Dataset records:
<<<<

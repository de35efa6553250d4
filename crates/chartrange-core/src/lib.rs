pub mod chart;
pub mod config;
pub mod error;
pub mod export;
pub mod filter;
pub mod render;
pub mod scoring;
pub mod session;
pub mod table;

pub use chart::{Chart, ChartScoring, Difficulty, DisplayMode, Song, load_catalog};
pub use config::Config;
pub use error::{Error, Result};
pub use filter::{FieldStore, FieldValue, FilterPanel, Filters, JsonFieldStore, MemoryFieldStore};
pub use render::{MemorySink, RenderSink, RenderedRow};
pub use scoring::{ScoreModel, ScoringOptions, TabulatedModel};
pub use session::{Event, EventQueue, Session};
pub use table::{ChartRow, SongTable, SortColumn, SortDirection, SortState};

>>>>
<<<<

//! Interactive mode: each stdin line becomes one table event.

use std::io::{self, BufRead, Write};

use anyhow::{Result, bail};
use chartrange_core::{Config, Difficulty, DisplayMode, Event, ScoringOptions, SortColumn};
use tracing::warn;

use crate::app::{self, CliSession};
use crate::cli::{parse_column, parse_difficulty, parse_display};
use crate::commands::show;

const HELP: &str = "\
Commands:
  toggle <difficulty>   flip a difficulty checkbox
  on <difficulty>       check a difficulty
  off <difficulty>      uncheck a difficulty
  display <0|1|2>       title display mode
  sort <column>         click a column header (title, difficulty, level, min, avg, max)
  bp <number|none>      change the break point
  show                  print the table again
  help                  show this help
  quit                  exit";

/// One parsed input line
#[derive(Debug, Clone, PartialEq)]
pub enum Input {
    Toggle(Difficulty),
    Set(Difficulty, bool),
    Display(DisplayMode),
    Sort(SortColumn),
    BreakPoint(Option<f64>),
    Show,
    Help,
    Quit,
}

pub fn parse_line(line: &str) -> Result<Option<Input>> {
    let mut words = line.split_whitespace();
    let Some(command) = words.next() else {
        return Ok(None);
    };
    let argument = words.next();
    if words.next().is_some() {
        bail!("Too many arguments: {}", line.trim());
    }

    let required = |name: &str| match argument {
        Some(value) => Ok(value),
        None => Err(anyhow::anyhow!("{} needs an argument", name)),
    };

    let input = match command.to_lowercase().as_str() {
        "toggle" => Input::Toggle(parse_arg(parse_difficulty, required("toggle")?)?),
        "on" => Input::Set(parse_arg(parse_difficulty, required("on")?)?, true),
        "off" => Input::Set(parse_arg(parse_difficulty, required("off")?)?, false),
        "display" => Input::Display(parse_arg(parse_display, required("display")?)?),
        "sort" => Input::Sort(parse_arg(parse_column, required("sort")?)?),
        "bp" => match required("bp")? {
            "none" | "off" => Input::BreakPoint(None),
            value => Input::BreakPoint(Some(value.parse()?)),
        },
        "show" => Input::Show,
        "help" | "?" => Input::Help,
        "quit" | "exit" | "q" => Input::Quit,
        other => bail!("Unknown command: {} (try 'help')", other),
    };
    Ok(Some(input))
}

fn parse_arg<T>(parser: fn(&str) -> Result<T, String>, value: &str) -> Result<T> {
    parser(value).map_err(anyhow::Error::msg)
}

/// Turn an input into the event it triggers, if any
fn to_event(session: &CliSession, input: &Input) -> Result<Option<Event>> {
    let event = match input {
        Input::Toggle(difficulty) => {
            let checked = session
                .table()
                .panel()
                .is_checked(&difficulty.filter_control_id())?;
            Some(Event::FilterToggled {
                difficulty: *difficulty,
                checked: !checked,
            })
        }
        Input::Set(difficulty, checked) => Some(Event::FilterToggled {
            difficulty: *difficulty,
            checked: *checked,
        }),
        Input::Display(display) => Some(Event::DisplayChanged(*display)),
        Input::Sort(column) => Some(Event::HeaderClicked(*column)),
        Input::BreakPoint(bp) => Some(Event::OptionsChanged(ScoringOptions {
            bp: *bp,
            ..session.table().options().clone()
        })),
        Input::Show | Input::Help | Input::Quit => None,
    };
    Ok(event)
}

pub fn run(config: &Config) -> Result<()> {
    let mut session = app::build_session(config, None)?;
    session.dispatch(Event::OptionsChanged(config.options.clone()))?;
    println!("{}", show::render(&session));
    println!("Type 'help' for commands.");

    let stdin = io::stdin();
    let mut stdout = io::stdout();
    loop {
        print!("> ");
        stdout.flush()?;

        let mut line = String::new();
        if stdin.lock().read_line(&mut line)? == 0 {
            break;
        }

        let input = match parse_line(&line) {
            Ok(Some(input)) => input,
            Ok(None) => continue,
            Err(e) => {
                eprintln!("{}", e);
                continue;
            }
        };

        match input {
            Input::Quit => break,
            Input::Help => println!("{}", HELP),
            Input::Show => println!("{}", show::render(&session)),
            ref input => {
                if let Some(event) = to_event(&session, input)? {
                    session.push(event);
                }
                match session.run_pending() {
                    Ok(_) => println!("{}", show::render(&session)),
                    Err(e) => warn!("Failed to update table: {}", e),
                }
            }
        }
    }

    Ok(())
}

>>>>

The lines holding the word "anyhow" are the answer. Find them in the entries and copy them.

use anyhow::{Result, bail};
        None => Err(anyhow::anyhow!("{} needs an argument", name)),
    parser(value).map_err(anyhow::Error::msg)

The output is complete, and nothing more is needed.